Task to carry out:
Your task is to work out how many lines in the data include the word "Arena". Reply with the number alone.

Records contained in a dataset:
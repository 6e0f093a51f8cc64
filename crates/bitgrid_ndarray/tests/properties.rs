//! End-to-end properties of array population, transformation, and lowering.

use bitgrid_common::Interner;
use bitgrid_ir::{BitSource, ModuleBuilder, Value};
use bitgrid_ndarray::{sel, ArrayLike, ArrayState, BitView, Dtype, NdArray, NdError};

fn init_logger() {
    let _ = env_logger::builder().is_test(true).try_init();
}

fn input(ir: &mut ModuleBuilder<'_>, name: &str, width: u32) -> Value {
    let ty = ir.types.bits(width);
    ir.input(name, ty)
}

fn grid_input(ir: &mut ModuleBuilder<'_>, name: &str, width: u32, dims: &[u32]) -> Value {
    let element = ir.types.bits(width);
    let ty = ir.types.array(element, dims);
    ir.input(name, ty)
}

fn lowered_bits(ir: &mut ModuleBuilder<'_>, array: &NdArray) -> Vec<BitSource> {
    let value = array.lower(ir, false).unwrap();
    ir.resolve_bits(value)
}

#[test]
fn full_population_lowers_to_total_width() {
    init_logger();
    let interner = Interner::new();
    let mut ir = ModuleBuilder::new("m", &interner);
    let a = input(&mut ir, "a", 8);
    let mut m = NdArray::new(&[3, 5], Dtype::I8).unwrap();
    for r in 0..3 {
        for c in 0..5 {
            m.set(&[r, c], a).unwrap();
        }
    }
    assert_eq!(m.state(), ArrayState::FullyPopulated);
    let out = m.lower(&mut ir, true).unwrap();
    assert_eq!(out.width, 3 * 5 * 8);
    assert_eq!(m.state(), ArrayState::Lowered);
}

#[test]
fn import_round_trip_is_identical() {
    init_logger();
    let interner = Interner::new();
    let mut ir = ModuleBuilder::new("m", &interner);
    let a = grid_input(&mut ir, "a", 32, &[10, 10]);
    let m = NdArray::from_value(&ir, a).unwrap();
    assert_eq!(m.lower(&mut ir, false).unwrap(), a);

    let flat = input(&mut ir, "flat", 48);
    let m = NdArray::from_value_as(flat, Dtype::I8, Some(&[2, 3])).unwrap();
    assert_eq!(m.lower(&mut ir, false).unwrap(), flat);
}

#[test]
fn transpose_twice_with_inverse_is_identity() {
    init_logger();
    let interner = Interner::new();
    let mut ir = ModuleBuilder::new("m", &interner);
    let a = grid_input(&mut ir, "a", 4, &[2, 3, 4]);
    let m = NdArray::from_value(&ir, a).unwrap();
    let perm = [2, 0, 1];
    let inverse = [1, 2, 0];
    let t = m.transpose(&perm).unwrap();
    assert_eq!(t.shape(), &[4, 2, 3]);
    let back = t.transpose(&inverse).unwrap();
    assert_eq!(back.shape(), m.shape());
    assert_eq!(lowered_bits(&mut ir, &back), ir.resolve_bits(a));
    for r in 0..2 {
        for c in 0..3 {
            for k in 0..4 {
                assert_eq!(back.get(&[r, c, k]).unwrap(), m.get(&[r, c, k]).unwrap());
                assert_eq!(t.get(&[k, r, c]).unwrap(), m.get(&[r, c, k]).unwrap());
            }
        }
    }
}

#[test]
fn reshape_preserves_row_major_order() {
    init_logger();
    let interner = Interner::new();
    let mut ir = ModuleBuilder::new("m", &interner);
    let a = grid_input(&mut ir, "a", 8, &[4, 6]);
    let m = NdArray::from_value(&ir, a).unwrap();
    let r = m.reshape(&[3, 8]).unwrap();
    for off in 0..24 {
        assert_eq!(
            r.get(&[off / 8, off % 8]).unwrap(),
            m.get(&[off / 6, off % 6]).unwrap()
        );
    }
    assert_eq!(lowered_bits(&mut ir, &r), lowered_bits(&mut ir, &m));
}

#[test]
fn roll_is_cyclic() {
    init_logger();
    let interner = Interner::new();
    let mut ir = ModuleBuilder::new("m", &interner);
    let a = grid_input(&mut ir, "a", 8, &[10]);
    let m = NdArray::from_value(&ir, a).unwrap();
    let forward = m.roll(3, None).unwrap();
    assert_eq!(forward.get(&[3]).unwrap(), m.get(&[0]).unwrap());
    assert_eq!(forward.get(&[0]).unwrap(), m.get(&[7]).unwrap());
    let full = m.roll(10, None).unwrap();
    assert_eq!(lowered_bits(&mut ir, &full), ir.resolve_bits(a));
    let undone = forward.roll(-3, None).unwrap();
    assert_eq!(lowered_bits(&mut ir, &undone), ir.resolve_bits(a));
}

#[test]
fn roll_along_an_axis() {
    init_logger();
    let interner = Interner::new();
    let mut ir = ModuleBuilder::new("m", &interner);
    let a = grid_input(&mut ir, "a", 8, &[2, 3]);
    let m = NdArray::from_value(&ir, a).unwrap();
    let rolled = m.roll(1, Some(1)).unwrap();
    assert_eq!(rolled.get(&[0, 0]).unwrap(), m.get(&[0, 2]).unwrap());
    assert_eq!(rolled.get(&[1, 1]).unwrap(), m.get(&[1, 0]).unwrap());
}

#[test]
fn concatenation_is_associative() {
    init_logger();
    let interner = Interner::new();
    let mut ir = ModuleBuilder::new("m", &interner);
    let a = grid_input(&mut ir, "a", 8, &[3]);
    let b = grid_input(&mut ir, "b", 8, &[2]);
    let c = grid_input(&mut ir, "c", 8, &[4]);
    let ma = a.to_ndarray(&ir).unwrap();
    let mb = b.to_ndarray(&ir).unwrap();

    let left = ma.concatenate(&ir, &[&b]).unwrap().concatenate(&ir, &[&c]).unwrap();
    let right_tail = mb.concatenate(&ir, &[&c]).unwrap();
    let right = ma.concatenate(&ir, &[&right_tail]).unwrap();
    let flat = ma.concatenate(&ir, &[&b, &c]).unwrap();
    assert_eq!(left.shape(), &[9]);
    let expected = lowered_bits(&mut ir, &flat);
    assert_eq!(lowered_bits(&mut ir, &left), expected);
    assert_eq!(lowered_bits(&mut ir, &right), expected);
}

#[test]
fn concatenation_copies_element_handles() {
    init_logger();
    let interner = Interner::new();
    let mut ir = ModuleBuilder::new("m", &interner);
    let a = input(&mut ir, "a", 8);
    let b = input(&mut ir, "b", 8);
    let mut m = NdArray::new(&[2], Dtype::I8).unwrap();
    m.set(&[0], a).unwrap();
    m.set(&[1], a).unwrap();
    let cat = m.concatenate(&ir, &[&m]).unwrap();
    m.set(&[0], b).unwrap();
    assert_eq!(cat.get(&[0]).unwrap(), Some(BitView::from(a)));
}

#[test]
fn bit_blasting_fills_rows() {
    init_logger();
    let interner = Interner::new();
    let mut ir = ModuleBuilder::new("m", &interner);
    let word = input(&mut ir, "word", 32);
    let mut m = NdArray::new(&[32, 32], Dtype::I1).unwrap();
    m.set(&[1, 0], word).unwrap();
    for j in 0..32 {
        assert_eq!(m.get(&[1, j]).unwrap(), Some(BitView::from(word).bit(j as u32)));
    }
    assert_eq!(m.state(), ArrayState::PartiallyPopulated);
    assert!(matches!(m.set(&[31, 1], word), Err(NdError::Index(_))));

    let nibble = input(&mut ir, "nibble", 4);
    assert!(matches!(m.assign(&sel![2], nibble), Err(NdError::Width(_))));
}

#[test]
fn fifteen_of_sixteen_set_fails_to_lower() {
    init_logger();
    let interner = Interner::new();
    let mut ir = ModuleBuilder::new("m", &interner);
    let a = input(&mut ir, "a", 8);
    let mut m = NdArray::new(&[4, 4], Dtype::I8).unwrap();
    for off in 0..16 {
        if off != 9 {
            m.set(&[off / 4, off % 4], a).unwrap();
        }
    }
    assert_eq!(m.state(), ArrayState::PartiallyPopulated);
    assert_eq!(m.first_unset(), Some(9));
    let cells_before = ir.cell_count();
    assert_eq!(
        m.lower(&mut ir, true),
        Err(NdError::UnsetElement { offset: 9 })
    );
    assert_eq!(ir.cell_count(), cells_before);
}

#[test]
fn slice_views_write_through() {
    init_logger();
    let interner = Interner::new();
    let mut ir = ModuleBuilder::new("m", &interner);
    let col = input(&mut ir, "col", 32);
    let rest = input(&mut ir, "rest", 8);
    let mut m = NdArray::new(&[4, 4], Dtype::I8).unwrap();
    m.view(&sel![.., 1..2]).unwrap().assign(&sel![], col).unwrap();
    for r in 0..4 {
        assert_eq!(
            m.get(&[r, 1]).unwrap(),
            Some(BitView::from(col).sub(r as u32 * 8, 8))
        );
    }
    m.assign(&sel![.., 0], rest).unwrap();
    m.assign(&sel![.., 2..], rest).unwrap();
    assert_eq!(m.state(), ArrayState::FullyPopulated);
    let out = m.lower(&mut ir, false).unwrap();
    assert_eq!(out.width, 128);
}

#[test]
fn drive_output_lowers_and_connects() {
    init_logger();
    let interner = Interner::new();
    let mut ir = ModuleBuilder::new("m", &interner);
    let a = grid_input(&mut ir, "a", 8, &[2, 4]);
    let out_ty = ir.types.bits(64);
    let out = ir.output("out", out_ty);
    let m = NdArray::from_value(&ir, a).unwrap().transpose(&[1, 0]).unwrap();
    m.drive_output(&mut ir, out).unwrap();
    let module = ir.finish();
    let port = module.port(&interner, "out").unwrap();
    assert!(port.signal.is_some());

    let mut ir = ModuleBuilder::new("m2", &interner);
    let a = grid_input(&mut ir, "a", 8, &[2, 4]);
    let narrow_ty = ir.types.bits(32);
    let narrow = ir.output("narrow", narrow_ty);
    let m = NdArray::from_value(&ir, a).unwrap();
    assert!(matches!(m.drive_output(&mut ir, narrow), Err(NdError::Ir(_))));
}
//! The module builder: the context handle every array operation threads.
//!
//! A [`ModuleBuilder`] owns the signals, cells, and ports of one module while
//! it is under construction and offers the capabilities the array layer
//! consumes: ports, constants, bit slices, concatenation, named pass-through
//! wires, and bitcasts. Nothing is global; callers pass `&mut ModuleBuilder`
//! explicitly.

use crate::arena::Arena;
use crate::bits::{resolve_signal, BitSource};
use crate::cell::{Cell, CellKind, Connection};
use crate::error::{IrError, IrResult};
use crate::ids::{CellId, PortId, SignalId, TypeId};
use crate::module::Module;
use crate::port::{Port, PortDirection};
use crate::signal::{Signal, SignalKind, Value};
use crate::types::TypeDb;
use bitgrid_common::{Ident, Interner, LogicVec};
use std::collections::{HashMap, HashSet};

/// Mutable construction state for a single module.
pub struct ModuleBuilder<'a> {
    name: Ident,
    /// Type database for this module's signals.
    pub types: TypeDb,
    /// String interner (borrowed from caller).
    pub interner: &'a Interner,
    signals: Arena<SignalId, Signal>,
    cells: Arena<CellId, Cell>,
    ports: Vec<Port>,
    drivers: HashMap<SignalId, CellId>,
    /// Names held by a port or signal of this module.
    taken: HashSet<Ident>,
}

impl<'a> ModuleBuilder<'a> {
    /// Starts an empty module.
    pub fn new(name: &str, interner: &'a Interner) -> Self {
        Self {
            name: interner.get_or_intern(name),
            types: TypeDb::new(),
            interner,
            signals: Arena::new(),
            cells: Arena::new(),
            ports: Vec::new(),
            drivers: HashMap::new(),
            taken: HashSet::new(),
        }
    }

    /// Declares an input port and returns the value it carries.
    pub fn input(&mut self, name: &str, ty: TypeId) -> Value {
        let ident = self.interner.get_or_intern(name);
        self.taken.insert(ident);
        let signal = self.signals.alloc_with(|id| Signal {
            id,
            name: ident,
            ty,
            kind: SignalKind::Port,
        });
        self.ports.push(Port {
            id: PortId::from_raw(self.ports.len() as u32),
            name: ident,
            direction: PortDirection::Input,
            ty,
            signal: Some(signal),
        });
        self.value_of(signal)
    }

    /// Declares an output port; drive it later with [`drive_output`](Self::drive_output).
    pub fn output(&mut self, name: &str, ty: TypeId) -> PortId {
        let id = PortId::from_raw(self.ports.len() as u32);
        let ident = self.interner.get_or_intern(name);
        self.taken.insert(ident);
        self.ports.push(Port {
            id,
            name: ident,
            direction: PortDirection::Output,
            ty,
            signal: None,
        });
        id
    }

    /// Connects `value` to an output port. Only the widths have to agree.
    pub fn drive_output(&mut self, port: PortId, value: Value) -> IrResult<()> {
        let expected = match self.ports.get(port.as_raw() as usize) {
            Some(p) if p.direction == PortDirection::Output => self.types.bit_width(p.ty),
            Some(p) => {
                return Err(IrError::NotAnOutput(
                    self.interner.resolve(p.name).to_string(),
                ))
            }
            None => return Err(IrError::NotAnOutput(port.to_string())),
        };
        let p = &mut self.ports[port.as_raw() as usize];
        let name = self.interner.resolve(p.name).to_string();
        if p.signal.is_some() {
            return Err(IrError::AlreadyDriven(name));
        }
        if value.width != expected {
            return Err(IrError::OutputWidth {
                port: name,
                expected,
                found: value.width,
            });
        }
        p.signal = Some(value.signal);
        Ok(())
    }

    /// Materializes a constant.
    pub fn constant(&mut self, value: LogicVec) -> IrResult<Value> {
        if value.width() == 0 {
            return Err(IrError::ZeroWidth("constant"));
        }
        let ty = self.types.bits(value.width());
        Ok(self.add_cell(CellKind::Const { value }, &[], ty, None))
    }

    /// Extracts bits `[low, low + width)` of `value` into a new signal.
    pub fn slice(&mut self, value: Value, low: u32, width: u32) -> IrResult<Value> {
        if width == 0 {
            return Err(IrError::ZeroWidth("slice"));
        }
        if low.checked_add(width).map_or(true, |end| end > value.width) {
            return Err(IrError::SliceOutOfRange {
                low,
                width,
                source_width: value.width,
            });
        }
        let ty = self.types.bits(width);
        Ok(self.add_cell(
            CellKind::Slice { offset: low, width },
            &[value.signal],
            ty,
            None,
        ))
    }

    /// Concatenates values; `parts[0]` becomes the most significant bits.
    pub fn concat(&mut self, parts: &[Value]) -> IrResult<Value> {
        let width: u32 = parts.iter().map(|p| p.width).sum();
        if width == 0 {
            return Err(IrError::ZeroWidth("concatenation"));
        }
        let ty = self.types.bits(width);
        let inputs: Vec<SignalId> = parts.iter().map(|p| p.signal).collect();
        Ok(self.add_cell(CellKind::Concat, &inputs, ty, None))
    }

    /// Wraps `value` in a named pass-through wire.
    ///
    /// Functionally transparent; it exists so the value shows up under a
    /// recognizable name in the dumped IR.
    pub fn wire(&mut self, name: Ident, value: Value) -> Value {
        self.add_cell(CellKind::Buf, &[value.signal], value.ty, Some(name))
    }

    /// `name` itself if no port or signal of this module uses it yet,
    /// otherwise a fresh `<name>_<n>`.
    pub fn unique_name(&self, name: &str) -> Ident {
        let ident = self.interner.get_or_intern(name);
        if self.taken.contains(&ident) {
            self.interner.fresh(name)
        } else {
            ident
        }
    }

    /// Reinterprets `value` as `ty`, which must have the same bit width.
    pub fn bitcast(&mut self, value: Value, ty: TypeId) -> IrResult<Value> {
        let to = self.types.bit_width(ty);
        if to != value.width {
            return Err(IrError::BitcastWidth {
                from: value.width,
                to,
            });
        }
        Ok(self.add_cell(CellKind::Bitcast, &[value.signal], ty, None))
    }

    /// Returns the value handle for an existing signal.
    ///
    /// # Panics
    ///
    /// Panics if the signal was not allocated by this builder.
    pub fn value_of(&self, signal: SignalId) -> Value {
        let ty = self.signals[signal].ty;
        Value {
            signal,
            ty,
            width: self.types.bit_width(ty),
        }
    }

    /// Returns the signal with the given ID.
    pub fn signal(&self, id: SignalId) -> Option<&Signal> {
        self.signals.get(id)
    }

    /// Returns the cell driving `signal`, if any.
    pub fn driver(&self, signal: SignalId) -> Option<&Cell> {
        self.drivers.get(&signal).map(|c| &self.cells[*c])
    }

    /// Number of cells built so far.
    pub fn cell_count(&self) -> usize {
        self.cells.len()
    }

    /// Traces every bit of `value` back to input-port bits or constant bits,
    /// LSB first.
    pub fn resolve_bits(&self, value: Value) -> Vec<BitSource> {
        let mut memo = HashMap::new();
        resolve_signal(
            value.signal,
            &self.signals,
            &self.cells,
            &self.types,
            &self.drivers,
            &mut memo,
        )
    }

    /// Finishes construction.
    pub fn finish(self) -> Module {
        for port in self.ports.iter().filter(|p| p.is_undriven()) {
            log::warn!(
                "output '{}' of '{}' is left undriven",
                self.interner.resolve(port.name),
                self.interner.resolve(self.name)
            );
        }
        log::debug!(
            "finished module '{}': {} signals, {} cells, {} ports",
            self.interner.resolve(self.name),
            self.signals.len(),
            self.cells.len(),
            self.ports.len()
        );
        Module {
            name: self.name,
            ports: self.ports,
            signals: self.signals,
            cells: self.cells,
            types: self.types,
        }
    }

    /// Adds a cell driving a fresh signal of type `ty`.
    ///
    /// The output signal takes `name` if given, otherwise the cell's
    /// generated name.
    fn add_cell(
        &mut self,
        kind: CellKind,
        inputs: &[SignalId],
        ty: TypeId,
        name: Option<Ident>,
    ) -> Value {
        let cell_name = self.interner.fresh(&format!("_{}", kind.mnemonic()));
        let out_name = name.unwrap_or(cell_name);
        self.taken.insert(out_name);
        let out = self.signals.alloc_with(|id| Signal {
            id,
            name: out_name,
            ty,
            kind: SignalKind::Wire,
        });
        let mut connections: Vec<Connection> = inputs
            .iter()
            .enumerate()
            .map(|(i, sig)| Connection {
                port_name: self.interner.get_or_intern(&format!("I{i}")),
                direction: PortDirection::Input,
                signal: *sig,
            })
            .collect();
        connections.push(Connection {
            port_name: self.interner.get_or_intern("Y"),
            direction: PortDirection::Output,
            signal: out,
        });
        log::trace!(
            "{}: {} over {} input(s)",
            self.interner.resolve(cell_name),
            kind.mnemonic(),
            inputs.len()
        );
        let cell = self.cells.alloc_with(|id| Cell {
            id,
            name: cell_name,
            kind,
            connections,
        });
        self.drivers.insert(out, cell);
        self.value_of(out)
    }
}

#[cfg(test)]
mod tests {
    use super::*;
    use bitgrid_common::Logic;

    #[test]
    fn input_creates_port_and_signal() {
        let interner = Interner::new();
        let mut b = ModuleBuilder::new("m", &interner);
        let i32_ty = b.types.bits(32);
        let arr = b.types.array(i32_ty, &[16]);
        let v = b.input("in0", arr);
        assert_eq!(v.width, 512);
        assert_eq!(b.signal(v.signal).unwrap().kind, SignalKind::Port);
        assert!(b.driver(v.signal).is_none());
    }

    #[test]
    fn slice_checks_range() {
        let interner = Interner::new();
        let mut b = ModuleBuilder::new("m", &interner);
        let ty = b.types.bits(8);
        let v = b.input("a", ty);
        let s = b.slice(v, 4, 4).unwrap();
        assert_eq!(s.width, 4);
        assert_eq!(
            b.slice(v, 6, 4),
            Err(IrError::SliceOutOfRange {
                low: 6,
                width: 4,
                source_width: 8
            })
        );
        assert_eq!(b.slice(v, 0, 0), Err(IrError::ZeroWidth("slice")));
        assert_eq!(
            b.slice(v, u32::MAX, 2),
            Err(IrError::SliceOutOfRange {
                low: u32::MAX,
                width: 2,
                source_width: 8
            })
        );
    }

    #[test]
    fn concat_sums_widths() {
        let interner = Interner::new();
        let mut b = ModuleBuilder::new("m", &interner);
        let ty = b.types.bits(3);
        let x = b.input("x", ty);
        let y = b.input("y", ty);
        let c = b.concat(&[x, y]).unwrap();
        assert_eq!(c.width, 6);
        assert_eq!(b.driver(c.signal).unwrap().kind, CellKind::Concat);
        assert!(b.concat(&[]).is_err());
    }

    #[test]
    fn wire_keeps_type_and_takes_name() {
        let interner = Interner::new();
        let mut b = ModuleBuilder::new("m", &interner);
        let i32_ty = b.types.bits(32);
        let arr = b.types.array(i32_ty, &[10]);
        let v = b.input("in1", arr);
        let name = interner.get_or_intern("m1");
        let w = b.wire(name, v);
        assert_eq!(w.ty, arr);
        assert_eq!(b.signal(w.signal).unwrap().name, name);
        assert_eq!(b.resolve_bits(w), b.resolve_bits(v));
    }

    #[test]
    fn bitcast_requires_equal_width() {
        let interner = Interner::new();
        let mut b = ModuleBuilder::new("m", &interner);
        let i1024 = b.types.bits(1024);
        let i32_ty = b.types.bits(32);
        let arr = b.types.array(i32_ty, &[32]);
        let v = b.input("flat", i1024);
        let cast = b.bitcast(v, arr).unwrap();
        assert_eq!(cast.ty, arr);
        let small = b.types.bits(16);
        assert_eq!(
            b.bitcast(v, small),
            Err(IrError::BitcastWidth { from: 1024, to: 16 })
        );
    }

    #[test]
    fn drive_output_checks_width_and_double_drive() {
        let interner = Interner::new();
        let mut b = ModuleBuilder::new("m", &interner);
        let ty = b.types.bits(8);
        let narrow = b.types.bits(4);
        let out = b.output("out", ty);
        let v = b.input("a", ty);
        let n = b.input("n", narrow);
        assert!(matches!(
            b.drive_output(out, n),
            Err(IrError::OutputWidth { expected: 8, found: 4, .. })
        ));
        b.drive_output(out, v).unwrap();
        assert_eq!(
            b.drive_output(out, v),
            Err(IrError::AlreadyDriven("out".to_string()))
        );
        assert!(matches!(
            b.drive_output(PortId::from_raw(1), v),
            Err(IrError::NotAnOutput(_))
        ));
    }

    #[test]
    fn constant_bits_resolve() {
        let interner = Interner::new();
        let mut b = ModuleBuilder::new("m", &interner);
        let c = b.constant(LogicVec::from_u64(0b10, 2)).unwrap();
        assert_eq!(
            b.resolve_bits(c),
            vec![BitSource::Const(Logic::Zero), BitSource::Const(Logic::One)]
        );
        assert!(b.constant(LogicVec::new(0)).is_err());
    }

    #[test]
    fn generated_cell_names_are_unique() {
        let interner = Interner::new();
        let mut b = ModuleBuilder::new("m", &interner);
        let ty = b.types.bits(8);
        let v = b.input("a", ty);
        let s0 = b.slice(v, 0, 1).unwrap();
        let s1 = b.slice(v, 1, 1).unwrap();
        let n0 = b.signal(s0.signal).unwrap().name;
        let n1 = b.signal(s1.signal).unwrap().name;
        assert_ne!(n0, n1);
        assert_eq!(interner.resolve(n0), "_slice_0");
        assert_eq!(b.cell_count(), 2);
    }

    #[test]
    fn unique_name_avoids_ports_and_signals() {
        let interner = Interner::new();
        let mut b = ModuleBuilder::new("m", &interner);
        let ty = b.types.bits(8);
        let v = b.input("in1", ty);
        b.output("out", ty);
        assert_eq!(interner.resolve(b.unique_name("grid")), "grid");
        assert_eq!(interner.resolve(b.unique_name("in1")), "in1_0");
        assert_eq!(interner.resolve(b.unique_name("out")), "out_0");

        let name = b.unique_name("grid");
        b.wire(name, v);
        assert_eq!(interner.resolve(b.unique_name("grid")), "grid_0");
    }
}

Answer space:
5